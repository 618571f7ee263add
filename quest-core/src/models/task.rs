use chrono::{DateTime, Utc};
use serde::{Deserialize, Serialize};
use uuid::Uuid;

pub const DEFAULT_SKILL_TREE: &str = "Mind";
pub const DEFAULT_DIFFICULTY: f64 = 1.0;
pub const DEFAULT_ESTIMATED_MINUTES: f64 = 10.0;

#[derive(Debug, Clone, Serialize, Deserialize)]
pub struct Task {
    pub id: Uuid,
    pub user_id: Uuid,
    pub title: String,
    pub description: String,
    pub skill_tree: String,
    pub difficulty: f64,
    pub estimated_minutes: f64,
    pub xp_reward: u64,
    pub completed: bool,
    pub created_at: DateTime<Utc>,
    pub completed_at: Option<DateTime<Utc>>,
}

/// A task ready to be stored. The reward is computed by the caller, once.
#[derive(Debug, Clone, Serialize, Deserialize)]
pub struct CreateTaskInput {
    pub title: String,
    pub description: String,
    pub skill_tree: String,
    pub difficulty: f64,
    pub estimated_minutes: f64,
    pub xp_reward: u64,
}

#[derive(Debug, Clone, Copy, Serialize, Deserialize)]
pub struct TaskFilter {
    pub completed: Option<bool>,
    pub limit: u32,
    pub skip: u32,
}

impl Default for TaskFilter {
    fn default() -> Self {
        Self {
            completed: None,
            limit: 200,
            skip: 0,
        }
    }
}
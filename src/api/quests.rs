use axum::extract::rejection::QueryRejection;
use axum::extract::{Path, Query, State};
use axum::Json;
use chrono::{DateTime, Utc};
use serde::{Deserialize, Serialize};
use serde_json::{json, Value};
use uuid::Uuid;

use quest_core::models::{GlobalQuest, QuestType};
use quest_core::Completable;

use super::AppState;
use crate::auth::CurrentUser;
use crate::error::ApiError;

const GLOBAL_SCOPE: &str = "global";
const GLOBAL_LIST_LIMIT: u32 = 200;

/// A global quest shown alongside personal quests. Global quests carry no
/// per-user progress, so they always read as open at 0 of 1.
#[derive(Debug, Serialize)]
struct GlobalQuestView {
    id: Uuid,
    #[serde(rename = "type")]
    quest_type: &'static str,
    title: String,
    description: String,
    xp_reward: u64,
    category: String,
    difficulty: String,
    completed: bool,
    created_at: DateTime<Utc>,
    expires_at: Option<DateTime<Utc>>,
    progress: u32,
    target: u32,
}

impl From<GlobalQuest> for GlobalQuestView {
    fn from(q: GlobalQuest) -> Self {
        Self {
            id: q.id,
            quest_type: GLOBAL_SCOPE,
            title: q.title,
            description: q.description,
            xp_reward: q.xp_reward,
            category: q.category,
            difficulty: q.difficulty,
            completed: false,
            created_at: q.created_at,
            expires_at: q.expires_at,
            progress: 0,
            target: 1,
        }
    }
}

#[derive(Debug, Deserialize)]
pub struct CompleteQuery {
    quest_type: Option<String>,
}

/// GET /api/quests/{quest_type}
pub async fn list(
    CurrentUser(user_id): CurrentUser,
    State(state): State<AppState>,
    Path(quest_type): Path<String>,
) -> Result<Json<Value>, ApiError> {
    let quests = if quest_type == GLOBAL_SCOPE {
        let global: Vec<GlobalQuestView> = state
            .db
            .list_global_quests(GLOBAL_LIST_LIMIT)?
            .into_iter()
            .map(GlobalQuestView::from)
            .collect();
        serde_json::to_value(global).map_err(anyhow::Error::from)?
    } else {
        match QuestType::from_str(&quest_type) {
            Some(kind) => {
                serde_json::to_value(state.db.ensure_quests(user_id, kind)?)
                    .map_err(anyhow::Error::from)?
            }
            None => json!([]),
        }
    };

    Ok(Json(json!({ "quests": quests, "extra_quests": 0 })))
}

/// POST /api/quest-actions/{quest_id}/complete?quest_type=
///
/// `quest_type` defaults to `daily`. Unknown types and malformed ids can't
/// match a stored quest and answer 404.
pub async fn complete(
    CurrentUser(user_id): CurrentUser,
    State(state): State<AppState>,
    Path(quest_id): Path<String>,
    query: Result<Query<CompleteQuery>, QueryRejection>,
) -> Result<Json<Value>, ApiError> {
    let Query(query) = query?;
    let quest_type = query
        .quest_type
        .as_deref()
        .map_or(Some(QuestType::Daily), QuestType::from_str)
        .ok_or(ApiError::NotFound("Quest"))?;
    let id = Uuid::parse_str(&quest_id).map_err(|_| ApiError::NotFound("Quest"))?;

    let outcome = state
        .db
        .complete(user_id, Completable::Quest { id, quest_type })?;

    Ok(Json(json!({
        "success": true,
        "xp_gained": outcome.xp_gained,
        "level_up": outcome.level_up,
        "new_level": outcome.new_level,
    })))
}
use axum::extract::rejection::{JsonRejection, QueryRejection};
use axum::extract::{Path, Query, State};
use axum::Json;
use serde::Deserialize;
use serde_json::{json, Value};

use quest_core::models::CreateModeItemInput;

use super::{required, AppState};
use crate::auth::CurrentUser;
use crate::error::ApiError;

const DEFAULT_LIMIT: u32 = 50;
const MAX_LIMIT: u32 = 200;

#[derive(Debug, Deserialize)]
pub struct ListQuery {
    limit: Option<u32>,
}

#[derive(Debug, Deserialize)]
pub struct CreateItemRequest {
    title: Option<String>,
    content: Option<String>,
}

/// GET /api/modes/{mode}/items
pub async fn list(
    CurrentUser(user_id): CurrentUser,
    State(state): State<AppState>,
    Path(mode): Path<String>,
    query: Result<Query<ListQuery>, QueryRejection>,
) -> Result<Json<Value>, ApiError> {
    let Query(query) = query?;
    let limit = match query.limit {
        None | Some(0) => DEFAULT_LIMIT,
        Some(n) => n.min(MAX_LIMIT),
    };
    let items = state.db.list_mode_items(user_id, &mode, limit)?;
    Ok(Json(json!({ "items": items })))
}

/// POST /api/modes/{mode}/items
pub async fn create(
    CurrentUser(user_id): CurrentUser,
    State(state): State<AppState>,
    Path(mode): Path<String>,
    payload: Result<Json<CreateItemRequest>, JsonRejection>,
) -> Result<Json<Value>, ApiError> {
    let Json(req) = payload?;
    let title = required(req.title).ok_or_else(|| ApiError::BadRequest("Missing title".into()))?;

    let item = state.db.create_mode_item(
        user_id,
        CreateModeItemInput {
            mode,
            title,
            content: required(req.content).unwrap_or_default(),
        },
    )?;
    Ok(Json(json!({ "success": true, "item": item })))
}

----

▶ [PROMPT]
Write out each entry again, character for character.

▶ [WRITTEN ANSWER]
repository 618571f7ee263add
filename quest-core/src/models/task.rs
use chrono::{DateTime, Utc};
use serde::{Deserialize, Serialize};
use uuid::Uuid;

pub const DEFAULT_SKILL_TREE: &str = "Mind";
pub const DEFAULT_DIFFICULTY: f64 = 1.0;
pub const DEFAULT_ESTIMATED_MINUTES: f64 = 10.0;

#[derive(Debug, Clone, Serialize, Deserialize)]
pub struct Task {
    pub id: Uuid,
    pub user_id: Uuid,
    pub title: String,
    pub description: String,
    pub skill_tree: String,
    pub difficulty: f64,
    pub estimated_minutes: f64,
    pub xp_reward: u64,
    pub completed: bool,
    pub created_at: DateTime<Utc>,
    pub completed_at: Option<DateTime<Utc>>,
}

/// A task ready to be stored. The reward is computed by the caller, once.
#[derive(Debug, Clone, Serialize, Deserialize)]
pub struct CreateTaskInput {
    pub title: String,
    pub description: String,
    pub skill_tree: String,
    pub difficulty: f64,
    pub estimated_minutes: f64,
    pub xp_reward: u64,
}

#[derive(Debug, Clone, Copy, Serialize, Deserialize)]
pub struct TaskFilter {
    pub completed: Option<bool>,
    pub limit: u32,
    pub skip: u32,
}

impl Default for TaskFilter {
    fn default() -> Self {
        Self {
            completed: None,
            limit: 200,
            skip: 0,
        }
    }
}
filename src/api/quests.rs
use axum::extract::rejection::QueryRejection;
use axum::extract::{Path, Query, State};
use axum::Json;
use chrono::{DateTime, Utc};
use serde::{Deserialize, Serialize};
use serde_json::{json, Value};
use uuid::Uuid;

use quest_core::models::{GlobalQuest, QuestType};
use quest_core::Completable;

use super::AppState;
use crate::auth::CurrentUser;
use crate::error::ApiError;

const GLOBAL_SCOPE: &str = "global";
const GLOBAL_LIST_LIMIT: u32 = 200;

/// A global quest shown alongside personal quests. Global quests carry no
/// per-user progress, so they always read as open at 0 of 1.
#[derive(Debug, Serialize)]
struct GlobalQuestView {
    id: Uuid,
    #[serde(rename = "type")]
    quest_type: &'static str,
    title: String,
    description: String,
    xp_reward: u64,
    category: String,
    difficulty: String,
    completed: bool,
    created_at: DateTime<Utc>,
    expires_at: Option<DateTime<Utc>>,
    progress: u32,
    target: u32,
}

impl From<GlobalQuest> for GlobalQuestView {
    fn from(q: GlobalQuest) -> Self {
        Self {
            id: q.id,
            quest_type: GLOBAL_SCOPE,
            title: q.title,
            description: q.description,
            xp_reward: q.xp_reward,
            category: q.category,
            difficulty: q.difficulty,
            completed: false,
            created_at: q.created_at,
            expires_at: q.expires_at,
            progress: 0,
            target: 1,
        }
    }
}

#[derive(Debug, Deserialize)]
pub struct CompleteQuery {
    quest_type: Option<String>,
}

/// GET /api/quests/{quest_type}
pub async fn list(
    CurrentUser(user_id): CurrentUser,
    State(state): State<AppState>,
    Path(quest_type): Path<String>,
) -> Result<Json<Value>, ApiError> {
    let quests = if quest_type == GLOBAL_SCOPE {
        let global: Vec<GlobalQuestView> = state
            .db
            .list_global_quests(GLOBAL_LIST_LIMIT)?
            .into_iter()
            .map(GlobalQuestView::from)
            .collect();
        serde_json::to_value(global).map_err(anyhow::Error::from)?
    } else {
        match QuestType::from_str(&quest_type) {
            Some(kind) => {
                serde_json::to_value(state.db.ensure_quests(user_id, kind)?)
                    .map_err(anyhow::Error::from)?
            }
            None => json!([]),
        }
    };

    Ok(Json(json!({ "quests": quests, "extra_quests": 0 })))
}

/// POST /api/quest-actions/{quest_id}/complete?quest_type=
///
/// `quest_type` defaults to `daily`. Unknown types and malformed ids can't
/// match a stored quest and answer 404.
pub async fn complete(
    CurrentUser(user_id): CurrentUser,
    State(state): State<AppState>,
    Path(quest_id): Path<String>,
    query: Result<Query<CompleteQuery>, QueryRejection>,
) -> Result<Json<Value>, ApiError> {
    let Query(query) = query?;
    let quest_type = query
        .quest_type
        .as_deref()
        .map_or(Some(QuestType::Daily), QuestType::from_str)
        .ok_or(ApiError::NotFound("Quest"))?;
    let id = Uuid::parse_str(&quest_id).map_err(|_| ApiError::NotFound("Quest"))?;

    let outcome = state
        .db
        .complete(user_id, Completable::Quest { id, quest_type })?;

    Ok(Json(json!({
        "success": true,
        "xp_gained": outcome.xp_gained,
        "level_up": outcome.level_up,
        "new_level": outcome.new_level,
    })))
}
use axum::extract::rejection::{JsonRejection, QueryRejection};
use axum::extract::{Path, Query, State};
use axum::Json;
use serde::Deserialize;
use serde_json::{json, Value};

use quest_core::models::CreateModeItemInput;

use super::{required, AppState};
use crate::auth::CurrentUser;
use crate::error::ApiError;

const DEFAULT_LIMIT: u32 = 50;
const MAX_LIMIT: u32 = 200;

#[derive(Debug, Deserialize)]
pub struct ListQuery {
    limit: Option<u32>,
}

#[derive(Debug, Deserialize)]
pub struct CreateItemRequest {
    title: Option<String>,
    content: Option<String>,
}

/// GET /api/modes/{mode}/items
pub async fn list(
    CurrentUser(user_id): CurrentUser,
    State(state): State<AppState>,
    Path(mode): Path<String>,
    query: Result<Query<ListQuery>, QueryRejection>,
) -> Result<Json<Value>, ApiError> {
    let Query(query) = query?;
    let limit = match query.limit {
        None | Some(0) => DEFAULT_LIMIT,
        Some(n) => n.min(MAX_LIMIT),
    };
    let items = state.db.list_mode_items(user_id, &mode, limit)?;
    Ok(Json(json!({ "items": items })))
}

/// POST /api/modes/{mode}/items
pub async fn create(
    CurrentUser(user_id): CurrentUser,
    State(state): State<AppState>,
    Path(mode): Path<String>,
    payload: Result<Json<CreateItemRequest>, JsonRejection>,
) -> Result<Json<Value>, ApiError> {
    let Json(req) = payload?;
    let title = required(req.title).ok_or_else(|| ApiError::BadRequest("Missing title".into()))?;

    let item = state.db.create_mode_item(
        user_id,
        CreateModeItemInput {
            mode,
            title,
            content: required(req.content).unwrap_or_default(),
        },
    )?;
    Ok(Json(json!({ "success": true, "item": item })))
}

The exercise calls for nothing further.